Monday, 24 September 2012

Your secret weapon in the kitchen

I definitely go through phases where I'm super enthusiastic about food and go and raid the supermarket for ingredients and spend the evening chopping and cooking but for some reason I'm feeling rather uninspired in the kitchen at the moment and lazy about cooking properly.

Luckily I have hot doc to step in when i'm feeling uninspired and last night he served up this lovely moroccan chicken stew.

It turns out that the bbc good food website is his secret weapon in the kitchen providing a wealth of easy recipes and he's actually impressed me with quite a few recipes from the site.  They also get rated so if you only choose to cook the ones that are 4 or more stars and rated as 'easy' then you're onto a pretty good thing.

They have loads of different selections, including a section of low GI recipes, veggie recipes and recipes for people with intolerances, am pretty sure that even I can find something on there to inspire me!

Sunday, 23 September 2012

Overweight but starving

It might seem strange to suggest that obese people can be malnourished, but unfortunately this is increasingly becoming the case.  Whilst some real food foodies get overweight through pure over-indulgence but still fundamentally eat real wholefoods such as vegetables, fruit and wholegrains, most people who are obese are that way because they are eating highly refined diets of processed and junk foods that have had most of the beneficial nutrients processed or cooked out of them.

Eating this kind of diet can lead into a downward spiral of obesity and ill health, as the lack of nutrients is detected by your body as a threat to it's survival.

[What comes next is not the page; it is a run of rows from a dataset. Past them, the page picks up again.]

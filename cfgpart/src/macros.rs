// SPDX-License-Identifier: MIT

#[macro_export]
/// Defines the set of known MBR partition type ids.
///
/// This macro generates:
/// - A constant `u8` for each partition type id.
/// - An enum `PartitionKind` with one variant per type and an `Unknown(u8)` fallback.
/// - Conversions between the raw byte and `PartitionKind`, and a `Display` implementation.
///
/// # Example
/// ```rust
/// use cfgpart::define_partition_kinds;
///
/// define_partition_kinds! {
///     Empty => "Empty", 0x00,
///     Linux => "Linux", 0x83,
/// }
///
/// assert_eq!(PartitionKind::from_byte(0x83), PartitionKind::Linux);
/// assert_eq!(MBR_TYPE_LINUX, 0x83);
/// ```
///
/// # Note
/// This macro requires the `paste` crate for identifier concatenation.
macro_rules! define_partition_kinds {
    (
        $(
            $name:ident => $desc:expr, $id:expr
        ),+ $(,)?
    ) => {
        paste::paste! {
            $(
                #[doc = $desc]
                pub const [<MBR_TYPE_ $name:snake:upper>]: u8 = $id;
            )+

            #[derive(Debug, Clone, Copy, PartialEq, Eq, Hash)]
            pub enum PartitionKind {
                $($name,)+
                Unknown(u8),
            }

            impl PartitionKind {
                pub fn from_byte(id: u8) -> Self {
                    match id {
                        $(b if b == [<MBR_TYPE_ $name:snake:upper>] => Self::$name,)+
                        other => Self::Unknown(other),
                    }
                }

                pub fn as_byte(&self) -> u8 {
                    match self {
                        $(Self::$name => [<MBR_TYPE_ $name:snake:upper>],)+
                        Self::Unknown(id) => *id,
                    }
                }
            }

            impl core::fmt::Display for PartitionKind {
                fn fmt(&self, f: &mut core::fmt::Formatter<'_>) -> core::fmt::Result {
                    match self {
                        $(Self::$name => write!(f, $desc),)+
                        Self::Unknown(id) => write!(f, "Unknown (0x{:02X})", id),
                    }
                }
            }
        }
    };
}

Consequently if you don't eat enough micronutrients you will store a higher percentage of the calories that you eat as fat (the amount of food eaten that is stored as fat can vary tremendously between people) and your appetite will also upregulate as your body tries to increase your increase of vitamins and minerals by increasing your intake of food.

This is why it's so important to make sure you get your micronutrients by eating wholefoods including fruits, vegetables, legumes, nuts, seeds, fish and wholegrains.  Eating superfoods, which are wholefoods with particularly high micronutrient levels, can also help keep you keep your levels up.
It's a bit of a marketing term but some foods I'd call super are below:
green tea
sweet potatoes
goji berries
chia seeds

Still with the best will in the world we don't always eat as healthily as we should so this is why taking a comprehensive multivitamin & mineral everyday is important to keep you in good health and to keep you slim.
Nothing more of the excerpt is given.